◆ Action item
Say how many lines in the records contain "first". The reply must consist of the number alone.

◆ Data under study
____

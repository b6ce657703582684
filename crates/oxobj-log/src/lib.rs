//! Minimal, zero-dependency logging for the `OxObj` runtime.
//!
//! Level-filtered macros capture `module_path!()` and hand a [`Record`] to
//! the active sink. The default sink writes a coloured line to stderr;
//! freestanding hosts install their own with [`set_sink`].
//!
//! The level defaults to `WARN` and can be taken from the `OXOBJ_LOG`
//! environment variable with [`init_from_env`].
//!
//! # Example
//!
//! ```
//! use oxobj_log::{Level, debug, warn};
//!
//! oxobj_log::set_level(Level::Debug);
//!
//! debug!("resolved class {}", "Widget");
//! warn!("duplicate class name {}", "Widget");
//! ```

use std::fmt::{self, Arguments};
use std::str::FromStr;
use std::sync::atomic::{AtomicU8, Ordering};
use std::sync::{OnceLock, RwLock};

/// Environment variable read by [`init_from_env`].
pub const ENV_VAR: &str = "OXOBJ_LOG";

/// Severity of a log message, most severe first.
#[derive(Debug, Clone, Copy, PartialEq, Eq, PartialOrd, Ord, Hash)]
pub enum Level {
    /// Invariant breaks and fatal faults
    Error = 0,
    /// Recoverable anomalies (duplicate names, stale pool marks)
    Warn = 1,
    /// Module loading and other coarse events
    Info = 2,
    /// Class registration and resolution
    Debug = 3,
    /// Per-message detail (initialize, table builds)
    Trace = 4,
}

impl Level {
    const fn color_code(self) -> &'static str {
        match self {
            Level::Error => "\x1b[31m",
            Level::Warn => "\x1b[33m",
            Level::Info => "\x1b[32m",
            Level::Debug => "\x1b[36m",
            Level::Trace => "\x1b[35m",
        }
    }

    /// Upper-case name of the level.
    #[must_use]
    pub const fn as_str(self) -> &'static str {
        match self {
            Level::Error => "ERROR",
            Level::Warn => "WARN",
            Level::Info => "INFO",
            Level::Debug => "DEBUG",
            Level::Trace => "TRACE",
        }
    }

    const fn from_u8(v: u8) -> Option<Self> {
        match v {
            0 => Some(Level::Error),
            1 => Some(Level::Warn),
            2 => Some(Level::Info),
            3 => Some(Level::Debug),
            4 => Some(Level::Trace),
            _ => None,
        }
    }
}

impl fmt::Display for Level {
    fn fmt(&self, f: &mut fmt::Formatter<'_>) -> fmt::Result {
        f.write_str(self.as_str())
    }
}

/// Error returned when a string names no level.
#[derive(Debug, Clone, PartialEq, Eq)]
pub struct ParseLevelError(String);

impl fmt::Display for ParseLevelError {
    fn fmt(&self, f: &mut fmt::Formatter<'_>) -> fmt::Result {
        write!(f, "Invalid log level: {}", self.0)
    }
}

impl std::error::Error for ParseLevelError {}

impl FromStr for Level {
    type Err = ParseLevelError;

    /// Parses a level name, ignoring case. `"off"` is not a level.
    fn from_str(s: &str) -> Result<Self, Self::Err> {
        match s.trim().to_ascii_uppercase().as_str() {
            "ERROR" => Ok(Level::Error),
            "WARN" | "WARNING" => Ok(Level::Warn),
            "INFO" => Ok(Level::Info),
            "DEBUG" => Ok(Level::Debug),
            "TRACE" => Ok(Level::Trace),
            _ => Err(ParseLevelError(s.to_string())),
        }
    }
}

/// One log event, as handed to a sink.
#[derive(Debug, Clone, Copy)]
pub struct Record<'a> {
    /// Severity.
    pub level: Level,
    /// Module path of the call site.
    pub target: &'a str,
    /// Formatted message.
    pub args: Arguments<'a>,
}

/// Destination for log records.
pub type Sink = Box<dyn Fn(&Record<'_>) + Send + Sync>;

/// Global logger state: the level filter and the optional custom sink.
pub struct Logger {
    level: AtomicU8,
    sink: RwLock<Option<Sink>>,
}

impl Logger {
    const fn new(level: Level) -> Self {
        Logger {
            level: AtomicU8::new(level as u8),
            sink: RwLock::new(None),
        }
    }

    /// Sets the most verbose level that is still emitted.
    pub fn set_level(&self, level: Level) {
        self.level.store(level as u8, Ordering::Relaxed);
    }

    /// Returns the current level.
    #[must_use]
    pub fn level(&self) -> Level {
        Level::from_u8(self.level.load(Ordering::Relaxed)).unwrap_or(Level::Warn)
    }

    /// Returns true if messages at `level` are emitted.
    #[must_use]
    pub fn enabled(&self, level: Level) -> bool {
        level as u8 <= self.level.load(Ordering::Relaxed)
    }

    fn emit(&self, record: &Record<'_>) {
        let sink = self.sink.read().unwrap_or_else(std::sync::PoisonError::into_inner);
        match sink.as_ref() {
            Some(sink) => sink(record),
            None => {
                const RESET: &str = "\x1b[0m";
                eprintln!(
                    "{}[{}]{RESET} {}: {}",
                    record.level.color_code(),
                    record.level,
                    record.target,
                    record.args
                );
            }
        }
    }
}

static LOGGER: OnceLock<Logger> = OnceLock::new();

/// Returns the global logger, creating it at `Level::Warn` on first use.
pub fn get_logger() -> &'static Logger {
    LOGGER.get_or_init(|| Logger::new(Level::Warn))
}

/// Sets the global level.
pub fn set_level(level: Level) {
    get_logger().set_level(level);
}

/// Sets the global level from a level name.
///
/// # Errors
///
/// Returns [`ParseLevelError`] if `s` names no level.
pub fn set_level_from_str(s: &str) -> Result<(), ParseLevelError> {
    set_level(s.parse()?);
    Ok(())
}

/// Reads [`ENV_VAR`] and applies it if it names a level.
///
/// Returns the level that was applied, if any. An unparsable value is
/// ignored so a typo never prevents start-up.
pub fn init_from_env() -> Option<Level> {
    let level = std::env::var(ENV_VAR).ok()?.parse().ok()?;
    set_level(level);
    Some(level)
}

/// Routes every record to `sink` instead of stderr.
pub fn set_sink(sink: Sink) {
    *get_logger()
        .sink
        .write()
        .unwrap_or_else(std::sync::PoisonError::into_inner) = Some(sink);
}

/// Restores the default stderr sink.
pub fn reset_sink() {
    *get_logger()
        .sink
        .write()
        .unwrap_or_else(std::sync::PoisonError::into_inner) = None;
}

#[doc(hidden)]
pub fn __log_with_target(level: Level, target: &str, args: Arguments<'_>) {
    let logger = get_logger();
    if logger.enabled(level) {
        logger.emit(&Record { level, target, args });
    }
}

/// Logs at an explicit level.
///
/// ```
/// use oxobj_log::{log, Level};
///
/// log!(level: Level::Info, "loaded {} classes", 3);
/// ```
#[macro_export]
macro_rules! log {
    (level: $level:expr, $($arg:tt)*) => {
        {
            if $crate::get_logger().enabled($level) {
                $crate::__log_with_target($level, module_path!(), format_args!($($arg)*));
            }
        }
    };
}

/// Logs at `Level::Error`.
#[macro_export]
macro_rules! error {
    ($($arg:tt)*) => {
        $crate::log!(level: $crate::Level::Error, $($arg)*)
    };
}

/// Logs at `Level::Warn`.
#[macro_export]
macro_rules! warn {
    ($($arg:tt)*) => {
        $crate::log!(level: $crate::Level::Warn, $($arg)*)
    };
}

/// Logs at `Level::Info`.
#[macro_export]
macro_rules! info {
    ($($arg:tt)*) => {
        $crate::log!(level: $crate::Level::Info, $($arg)*)
    };
}

/// Logs at `Level::Debug`.
#[macro_export]
macro_rules! debug {
    ($($arg:tt)*) => {
        $crate::log!(level: $crate::Level::Debug, $($arg)*)
    };
}

/// Logs at `Level::Trace`.
#[macro_export]
macro_rules! trace {
    ($($arg:tt)*) => {
        $crate::log!(level: $crate::Level::Trace, $($arg)*)
    };
}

____

◆ Completed task
2